That would be me. Mine are shaped to match my tapered boolits. Others also print theirs but I seem to have done most of the posting of photos of them. Cutting them out with scissors is somewhat painful. One day I'll build a shaped punch for the job. I design the patch profile on CAD using measurements of the boolit to be patched. That works for dry patching but wet patching has to take into account wet expansion which is a correction that gets done after the designing.
How did you come up with your measurements? Also may I ask what calibers you load for?
Cut a strip of paper 1" wide.
Take a casting and roll the paper around it twice. Where the ends meet, that is where you make your angle.
I use venetian blind pieces. Our cats like to go in the windows and on each window several pieces of blind fall loose. The blinds are vinyl.
Cut one end of the blind piece in a 45* angle.
Take the rolled paper on the casting, and then cut 45* angles opposite each other. This will give you an over lap when wet.
Take the rolled paper, and lay it on the venetian blind piece. This will give you both ends. Cut the other end.
You now have a template.
Now, to make it fit.
Take a patch, soak it, and roll it on the casting. I use a cigarette roller. You can see how much further the paper goes. Trim the blind piece the amount to make the patch fit.
Soak another one, trimmed to the length of the cut blind piece. Soak it, wrap it, and see where the patch lines up.
Now, I wrap .30s and .303 Brits. I size my prime castings to .308, then wrap twice with lined notebook paper, or computer printer paper. When dry, these I size to .309. My .303, I size to .314. A lot of Enfields need .317, but the patch goes to that size, unsized.

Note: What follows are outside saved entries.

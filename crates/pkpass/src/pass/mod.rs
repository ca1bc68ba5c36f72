//! Pass content model and its serialized form.
//!
//! The packaging pipeline only ever sees a [`PassDocument`]: the already
//! serialized `pass.json` bytes. [`Pass`] is the typed way of producing one.
//! A pass has exactly one [`PassStyle`]; the wire format expresses the style
//! as a single top-level key (`boardingPass`, `coupon`, `eventTicket`,
//! `generic` or `storeCard`), and deserialization rejects documents with zero
//! or several of them.
//!
//! # Examples
//!
//! ```
//! use pkpass::pass::{Field, Pass, PassDocument, PassFields, PassStyle};
//!
//! let pass = Pass::builder(PassStyle::Generic(
//!     PassFields::default().primary(Field::new("member", "Jane Doe")),
//! ))
//! .pass_type_identifier("pass.com.example.member")
//! .team_identifier("A1B2C3D4E5")
//! .serial_number("0001")
//! .organization_name("Example")
//! .description("Membership card")
//! .build()?;
//!
//! let document = PassDocument::from_pass(&pass)?;
//! assert!(document.as_bytes().starts_with(b"{"));
//! # Ok::<(), pkpass::Error>(())
//! ```

pub mod fields;

pub use fields::{
    Barcode, BarcodeFormat, BoardingPass, Color, Field, FieldValue, Location, PassFields,
    TextAlignment, TransitType,
};

use crate::{Error, Result};
use serde::{Deserialize, Serialize};

/// Wire format version; the only one wallets accept.
pub const FORMAT_VERSION: u8 = 1;

const MIN_AUTH_TOKEN_LEN: usize = 16;

/// Serialized `pass.json` bytes handed to the pipeline.
///
/// The pipeline never mutates or re-encodes these bytes; they are written to
/// the bundle verbatim.
#[derive(Debug, Clone, PartialEq, Eq)]
pub struct PassDocument(Vec<u8>);

impl PassDocument {
    /// Wrap caller-provided JSON text.
    ///
    /// # Errors
    ///
    /// Returns [`Error::Pass`] if the bytes are not valid JSON.
    pub fn from_json_bytes(bytes: impl Into<Vec<u8>>) -> Result<Self> {
        let bytes = bytes.into();
        serde_json::from_slice::<serde::de::IgnoredAny>(&bytes)
            .map_err(|e| Error::Pass(format!("pass.json is not valid JSON: {e}")))?;
        Ok(Self(bytes))
    }

    /// Serialize a typed pass.
    pub fn from_pass(pass: &Pass) -> Result<Self> {
        serde_json::to_vec_pretty(pass)
            .map(Self)
            .map_err(|e| Error::staging("Failed to serialize pass", e))
    }

    pub fn as_bytes(&self) -> &[u8] {
        &self.0
    }

    pub fn into_bytes(self) -> Vec<u8> {
        self.0
    }

    /// Parse the document back into a typed pass.
    pub fn parse(&self) -> Result<Pass> {
        serde_json::from_slice(&self.0).map_err(|e| Error::Pass(e.to_string()))
    }
}

/// Visual style of a pass, with the field groups that style carries.
#[derive(Debug, Clone, PartialEq)]
pub enum PassStyle {
    BoardingPass(BoardingPass),
    Coupon(PassFields),
    EventTicket(PassFields),
    Generic(PassFields),
    StoreCard(PassFields),
}

impl PassStyle {
    /// Top-level JSON key for this style.
    pub fn key(&self) -> &'static str {
        match self {
            PassStyle::BoardingPass(_) => "boardingPass",
            PassStyle::Coupon(_) => "coupon",
            PassStyle::EventTicket(_) => "eventTicket",
            PassStyle::Generic(_) => "generic",
            PassStyle::StoreCard(_) => "storeCard",
        }
    }

    pub fn fields(&self) -> &PassFields {
        match self {
            PassStyle::BoardingPass(boarding) => &boarding.fields,
            PassStyle::Coupon(fields)
            | PassStyle::EventTicket(fields)
            | PassStyle::Generic(fields)
            | PassStyle::StoreCard(fields) => fields,
        }
    }
}

/// Registration endpoint for pass updates.
#[derive(Debug, Clone, PartialEq, Eq)]
pub struct WebService {
    pub url: String,
    pub authentication_token: String,
}

/// Typed pass content.
#[derive(Debug, Clone, PartialEq, Serialize, Deserialize)]
#[serde(try_from = "RawPass", into = "RawPass")]
pub struct Pass {
    pub pass_type_identifier: String,
    pub serial_number: String,
    pub team_identifier: String,
    pub organization_name: String,
    pub description: String,
    pub logo_text: Option<String>,
    pub foreground_color: Option<Color>,
    pub background_color: Option<Color>,
    pub label_color: Option<Color>,
    pub barcodes: Vec<Barcode>,
    pub locations: Vec<Location>,
    pub relevant_date: Option<String>,
    pub expiration_date: Option<String>,
    pub voided: bool,
    pub web_service: Option<WebService>,
    pub style: PassStyle,
}

impl Pass {
    pub fn builder(style: PassStyle) -> PassBuilder {
        PassBuilder::new(style)
    }

    fn validate(&self) -> Result<()> {
        let required = [
            ("passTypeIdentifier", &self.pass_type_identifier),
            ("serialNumber", &self.serial_number),
            ("teamIdentifier", &self.team_identifier),
            ("organizationName", &self.organization_name),
            ("description", &self.description),
        ];
        for (name, value) in required {
            if value.trim().is_empty() {
                return Err(Error::Pass(format!("{name} is required")));
            }
        }

        if let Some(service) = &self.web_service {
            if service.authentication_token.len() < MIN_AUTH_TOKEN_LEN {
                return Err(Error::Pass(format!(
                    "authenticationToken must be at least {MIN_AUTH_TOKEN_LEN} characters"
                )));
            }
        }

        let mut keys = std::collections::HashSet::new();
        for field in self.style.fields().all() {
            if !keys.insert(field.key.as_str()) {
                return Err(Error::Pass(format!("duplicate field key {:?}", field.key)));
            }
        }

        Ok(())
    }
}

/// Builder enforcing the required top-level keys.
#[derive(Debug, Clone)]
pub struct PassBuilder {
    pass: Pass,
}

impl PassBuilder {
    pub fn new(style: PassStyle) -> Self {
        Self {
            pass: Pass {
                pass_type_identifier: String::new(),
                serial_number: String::new(),
                team_identifier: String::new(),
                organization_name: String::new(),
                description: String::new(),
                logo_text: None,
                foreground_color: None,
                background_color: None,
                label_color: None,
                barcodes: Vec::new(),
                locations: Vec::new(),
                relevant_date: None,
                expiration_date: None,
                voided: false,
                web_service: None,
                style,
            },
        }
    }

    pub fn pass_type_identifier(mut self, value: impl Into<String>) -> Self {
        self.pass.pass_type_identifier = value.into();
        self
    }

    pub fn serial_number(mut self, value: impl Into<String>) -> Self {
        self.pass.serial_number = value.into();
        self
    }

    pub fn team_identifier(mut self, value: impl Into<String>) -> Self {
        self.pass.team_identifier = value.into();
        self
    }

    pub fn organization_name(mut self, value: impl Into<String>) -> Self {
        self.pass.organization_name = value.into();
        self
    }

    pub fn description(mut self, value: impl Into<String>) -> Self {
        self.pass.description = value.into();
        self
    }

    pub fn logo_text(mut self, value: impl Into<String>) -> Self {
        self.pass.logo_text = Some(value.into());
        self
    }

    pub fn colors(mut self, foreground: Color, background: Color, label: Color) -> Self {
        self.pass.foreground_color = Some(foreground);
        self.pass.background_color = Some(background);
        self.pass.label_color = Some(label);
        self
    }

    pub fn barcode(mut self, barcode: Barcode) -> Self {
        self.pass.barcodes.push(barcode);
        self
    }

    pub fn location(mut self, location: Location) -> Self {
        self.pass.locations.push(location);
        self
    }

    /// W3C date string, e.g. `2026-10-19T19:30:00-07:00`.
    pub fn relevant_date(mut self, value: impl Into<String>) -> Self {
        self.pass.relevant_date = Some(value.into());
        self
    }

    pub fn expiration_date(mut self, value: impl Into<String>) -> Self {
        self.pass.expiration_date = Some(value.into());
        self
    }

    pub fn voided(mut self, voided: bool) -> Self {
        self.pass.voided = voided;
        self
    }

    pub fn web_service(mut self, url: impl Into<String>, token: impl Into<String>) -> Self {
        self.pass.web_service = Some(WebService {
            url: url.into(),
            authentication_token: token.into(),
        });
        self
    }

    /// Validate and return the pass.
    ///
    /// # Errors
    ///
    /// Returns [`Error::Pass`] if a required key is empty, the web service
    /// token is too short, or two fields share a key.
    pub fn build(self) -> Result<Pass> {
        self.pass.validate()?;
        Ok(self.pass)
    }
}

/// `pass.json` as it appears on the wire.
#[derive(Serialize, Deserialize)]
#[serde(rename_all = "camelCase")]
struct RawPass {
    format_version: u8,
    pass_type_identifier: String,
    serial_number: String,
    team_identifier: String,
    organization_name: String,
    description: String,
    #[serde(default, skip_serializing_if = "Option::is_none")]
    logo_text: Option<String>,
    #[serde(default, skip_serializing_if = "Option::is_none")]
    foreground_color: Option<Color>,
    #[serde(default, skip_serializing_if = "Option::is_none")]
    background_color: Option<Color>,
    #[serde(default, skip_serializing_if = "Option::is_none")]
    label_color: Option<Color>,
    #[serde(default, skip_serializing_if = "Vec::is_empty")]
    barcodes: Vec<Barcode>,
    #[serde(default, skip_serializing_if = "Vec::is_empty")]
    locations: Vec<Location>,
    #[serde(default, skip_serializing_if = "Option::is_none")]
    relevant_date: Option<String>,
    #[serde(default, skip_serializing_if = "Option::is_none")]
    expiration_date: Option<String>,
    #[serde(default, skip_serializing_if = "std::ops::Not::not")]
    voided: bool,
    #[serde(rename = "webServiceURL", default, skip_serializing_if = "Option::is_none")]
    web_service_url: Option<String>,
    #[serde(default, skip_serializing_if = "Option::is_none")]
    authentication_token: Option<String>,
    #[serde(default, skip_serializing_if = "Option::is_none")]
    boarding_pass: Option<BoardingPass>,
    #[serde(default, skip_serializing_if = "Option::is_none")]
    coupon: Option<PassFields>,
    #[serde(default, skip_serializing_if = "Option::is_none")]
    event_ticket: Option<PassFields>,
    #[serde(default, skip_serializing_if = "Option::is_none")]
    generic: Option<PassFields>,
    #[serde(default, skip_serializing_if = "Option::is_none")]
    store_card: Option<PassFields>,
}

impl TryFrom<RawPass> for Pass {
    type Error = Error;

    fn try_from(raw: RawPass) -> Result<Self> {
        if raw.format_version != FORMAT_VERSION {
            return Err(Error::Pass(format!(
                "unsupported formatVersion {}",
                raw.format_version
            )));
        }

        let mut styles = Vec::with_capacity(1);
        if let Some(fields) = raw.boarding_pass {
            styles.push(PassStyle::BoardingPass(fields));
        }
        if let Some(fields) = raw.coupon {
            styles.push(PassStyle::Coupon(fields));
        }
        if let Some(fields) = raw.event_ticket {
            styles.push(PassStyle::EventTicket(fields));
        }
        if let Some(fields) = raw.generic {
            styles.push(PassStyle::Generic(fields));
        }
        if let Some(fields) = raw.store_card {
            styles.push(PassStyle::StoreCard(fields));
        }
        if styles.len() != 1 {
            return Err(Error::Pass(format!(
                "exactly one style key is required, found {}",
                styles.len()
            )));
        }
        let style = styles.remove(0);

        let web_service = match (raw.web_service_url, raw.authentication_token) {
            (Some(url), Some(authentication_token)) => Some(WebService {
                url,
                authentication_token,
            }),
            (None, None) => None,
            _ => {
                return Err(Error::Pass(
                    "webServiceURL and authenticationToken must be set together".into(),
                ))
            }
        };

        let pass = Pass {
            pass_type_identifier: raw.pass_type_identifier,
            serial_number: raw.serial_number,
            team_identifier: raw.team_identifier,
            organization_name: raw.organization_name,
            description: raw.description,
            logo_text: raw.logo_text,
            foreground_color: raw.foreground_color,
            background_color: raw.background_color,
            label_color: raw.label_color,
            barcodes: raw.barcodes,
            locations: raw.locations,
            relevant_date: raw.relevant_date,
            expiration_date: raw.expiration_date,
            voided: raw.voided,
            web_service,
            style,
        };
        pass.validate()?;
        Ok(pass)
    }
}

impl From<Pass> for RawPass {
    fn from(pass: Pass) -> Self {
        let (web_service_url, authentication_token) = match pass.web_service {
            Some(service) => (Some(service.url), Some(service.authentication_token)),
            None => (None, None),
        };

        let mut raw = RawPass {
            format_version: FORMAT_VERSION,
            pass_type_identifier: pass.pass_type_identifier,
            serial_number: pass.serial_number,
            team_identifier: pass.team_identifier,
            organization_name: pass.organization_name,
            description: pass.description,
            logo_text: pass.logo_text,
            foreground_color: pass.foreground_color,
            background_color: pass.background_color,
            label_color: pass.label_color,
            barcodes: pass.barcodes,
            locations: pass.locations,
            relevant_date: pass.relevant_date,
            expiration_date: pass.expiration_date,
            voided: pass.voided,
            web_service_url,
            authentication_token,
            boarding_pass: None,
            coupon: None,
            event_ticket: None,
            generic: None,
            store_card: None,
        };

        match pass.style {
            PassStyle::BoardingPass(fields) => raw.boarding_pass = Some(fields),
            PassStyle::Coupon(fields) => raw.coupon = Some(fields),
            PassStyle::EventTicket(fields) => raw.event_ticket = Some(fields),
            PassStyle::Generic(fields) => raw.generic = Some(fields),
            PassStyle::StoreCard(fields) => raw.store_card = Some(fields),
        }

        raw
    }
}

You will have to find your size, but that is how I do it.
Works well for me.
I will have to try this. I read in the paper jacket about setting up a paper cutter to cut patches. I know where I can get one and look forward to trying it.

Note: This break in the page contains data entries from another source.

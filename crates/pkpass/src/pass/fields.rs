//! Field groups and auxiliary records carried by a pass.

use serde::{Deserialize, Deserializer, Serialize, Serializer};
use std::fmt;

/// A single displayed key/label/value triple.
#[derive(Debug, Clone, PartialEq, Serialize, Deserialize)]
#[serde(rename_all = "camelCase")]
pub struct Field {
    pub key: String,
    #[serde(default, skip_serializing_if = "Option::is_none")]
    pub label: Option<String>,
    pub value: FieldValue,
    #[serde(default, skip_serializing_if = "Option::is_none")]
    pub change_message: Option<String>,
    #[serde(default, skip_serializing_if = "Option::is_none")]
    pub text_alignment: Option<TextAlignment>,
}

impl Field {
    pub fn new(key: impl Into<String>, value: impl Into<FieldValue>) -> Self {
        Self {
            key: key.into(),
            label: None,
            value: value.into(),
            change_message: None,
            text_alignment: None,
        }
    }

    pub fn label(mut self, label: impl Into<String>) -> Self {
        self.label = Some(label.into());
        self
    }

    /// Message shown when the value changes; must contain `%@`.
    pub fn change_message(mut self, message: impl Into<String>) -> Self {
        self.change_message = Some(message.into());
        self
    }

    pub fn text_alignment(mut self, alignment: TextAlignment) -> Self {
        self.text_alignment = Some(alignment);
        self
    }
}

#[derive(Debug, Clone, PartialEq, Serialize, Deserialize)]
#[serde(untagged)]
pub enum FieldValue {
    Number(f64),
    Text(String),
}

impl From<&str> for FieldValue {
    fn from(value: &str) -> Self {
        FieldValue::Text(value.to_string())
    }
}

impl From<String> for FieldValue {
    fn from(value: String) -> Self {
        FieldValue::Text(value)
    }
}

impl From<f64> for FieldValue {
    fn from(value: f64) -> Self {
        FieldValue::Number(value)
    }
}

impl From<i32> for FieldValue {
    fn from(value: i32) -> Self {
        FieldValue::Number(f64::from(value))
    }
}

#[derive(Debug, Clone, Copy, PartialEq, Eq, Serialize, Deserialize)]
pub enum TextAlignment {
    #[serde(rename = "PKTextAlignmentLeft")]
    Left,
    #[serde(rename = "PKTextAlignmentCenter")]
    Center,
    #[serde(rename = "PKTextAlignmentRight")]
    Right,
    #[serde(rename = "PKTextAlignmentNatural")]
    Natural,
}

/// The five field groups shared by every pass style.
#[derive(Debug, Clone, Default, PartialEq, Serialize, Deserialize)]
#[serde(rename_all = "camelCase")]
pub struct PassFields {
    #[serde(default, skip_serializing_if = "Vec::is_empty")]
    pub header_fields: Vec<Field>,
    #[serde(default, skip_serializing_if = "Vec::is_empty")]
    pub primary_fields: Vec<Field>,
    #[serde(default, skip_serializing_if = "Vec::is_empty")]
    pub secondary_fields: Vec<Field>,
    #[serde(default, skip_serializing_if = "Vec::is_empty")]
    pub auxiliary_fields: Vec<Field>,
    #[serde(default, skip_serializing_if = "Vec::is_empty")]
    pub back_fields: Vec<Field>,
}

impl PassFields {
    pub fn header(mut self, field: Field) -> Self {
        self.header_fields.push(field);
        self
    }

    pub fn primary(mut self, field: Field) -> Self {
        self.primary_fields.push(field);
        self
    }

    pub fn secondary(mut self, field: Field) -> Self {
        self.secondary_fields.push(field);
        self
    }

    pub fn auxiliary(mut self, field: Field) -> Self {
        self.auxiliary_fields.push(field);
        self
    }

    pub fn back(mut self, field: Field) -> Self {
        self.back_fields.push(field);
        self
    }

    pub(crate) fn all(&self) -> impl Iterator<Item = &Field> {
        self.header_fields
            .iter()
            .chain(&self.primary_fields)
            .chain(&self.secondary_fields)
            .chain(&self.auxiliary_fields)
            .chain(&self.back_fields)
    }
}

/// Boarding pass fields plus the mandatory transit type.
#[derive(Debug, Clone, PartialEq, Serialize, Deserialize)]
#[serde(rename_all = "camelCase")]
pub struct BoardingPass {
    pub transit_type: TransitType,
    #[serde(flatten)]
    pub fields: PassFields,
}

#[derive(Debug, Clone, Copy, PartialEq, Eq, Serialize, Deserialize)]
pub enum TransitType {
    #[serde(rename = "PKTransitTypeAir")]
    Air,
    #[serde(rename = "PKTransitTypeBoat")]
    Boat,
    #[serde(rename = "PKTransitTypeBus")]
    Bus,
    #[serde(rename = "PKTransitTypeGeneric")]
    Generic,
    #[serde(rename = "PKTransitTypeTrain")]
    Train,
}

#[derive(Debug, Clone, PartialEq, Eq, Serialize, Deserialize)]
#[serde(rename_all = "camelCase")]
pub struct Barcode {
    pub format: BarcodeFormat,
    pub message: String,
    pub message_encoding: String,
    #[serde(default, skip_serializing_if = "Option::is_none")]
    pub alt_text: Option<String>,
}

impl Barcode {
    /// Barcode with the customary `iso-8859-1` message encoding.
    pub fn new(format: BarcodeFormat, message: impl Into<String>) -> Self {
        Self {
            format,
            message: message.into(),
            message_encoding: "iso-8859-1".to_string(),
            alt_text: None,
        }
    }

    pub fn alt_text(mut self, text: impl Into<String>) -> Self {
        self.alt_text = Some(text.into());
        self
    }
}

#[derive(Debug, Clone, Copy, PartialEq, Eq, Serialize, Deserialize)]
pub enum BarcodeFormat {
    #[serde(rename = "PKBarcodeFormatQR")]
    Qr,
    #[serde(rename = "PKBarcodeFormatPDF417")]
    Pdf417,
    #[serde(rename = "PKBarcodeFormatAztec")]
    Aztec,
    #[serde(rename = "PKBarcodeFormatCode128")]
    Code128,
}

#[derive(Debug, Clone, PartialEq, Serialize, Deserialize)]
#[serde(rename_all = "camelCase")]
pub struct Location {
    pub latitude: f64,
    pub longitude: f64,
    #[serde(default, skip_serializing_if = "Option::is_none")]
    pub altitude: Option<f64>,
    #[serde(default, skip_serializing_if = "Option::is_none")]
    pub relevant_text: Option<String>,
}

/// Display color, written as `rgb(r, g, b)`.
#[derive(Debug, Clone, Copy, PartialEq, Eq)]
pub struct Color {
    pub r: u8,
    pub g: u8,
    pub b: u8,
}

impl Color {
    pub const fn rgb(r: u8, g: u8, b: u8) -> Self {
        Self { r, g, b }
    }

    fn parse(s: &str) -> Option<Self> {
        let inner = s.trim().strip_prefix("rgb(")?.strip_suffix(')')?;
        let mut parts = inner.split(',').map(|p| p.trim().parse::<u8>());
        let color = Self::rgb(parts.next()?.ok()?, parts.next()?.ok()?, parts.next()?.ok()?);
        parts.next().is_none().then_some(color)
    }
}

impl fmt::Display for Color {
    fn fmt(&self, f: &mut fmt::Formatter<'_>) -> fmt::Result {
        write!(f, "rgb({}, {}, {})", self.r, self.g, self.b)
    }
}

impl Serialize for Color {
    fn serialize<S: Serializer>(&self, serializer: S) -> Result<S::Ok, S::Error> {
        serializer.collect_str(self)
    }
}

impl<'de> Deserialize<'de> for Color {
    fn deserialize<D: Deserializer<'de>>(deserializer: D) -> Result<Self, D::Error> {
        let s = String::deserialize(deserializer)?;
        Color::parse(&s).ok_or_else(|| serde::de::Error::custom(format!("invalid color {s:?}")))
    }
}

At the moment I load for 303 Brits. Each one has its own boolit and patch. I hold the casting in a fold of the intended paper then measure the diameter at the front and again at the base then the distance between those points. I then calculate the segment length at those two points then use CAD to work out the patch profile. I hope I didn't make it sound too simple - it's not so simple for me! But once I got it worked out it works a treat - for dry wrapping. For wet wrapping, I use the same method then wrap wet. I measure the overlap top and bottom then adjust the profile. The tail or skirt in my case is pretty easy. I just do an offset with CAD.
Here you can see the curve. It's essentially two wraps of a truncated cone. The lines assist with alignment.
http://i388.photobucket.com/albums/o.../PIGGUN011.jpg
This one as you can see is for my pig gun and it uses my XIX mold. As said before, it's a pain cutting out these things so volumes are low. (It's not like I shoot many pigs anyway. Like none so far).
I cut mine on a paper cutter. Gave up on the templates. Lost too many. Now I record the length need for each bullet, and set a dial caliper to that dimension and use the sharp points on the ID end to mark my paper. I can easy cut 500 patches in less than an hour that way.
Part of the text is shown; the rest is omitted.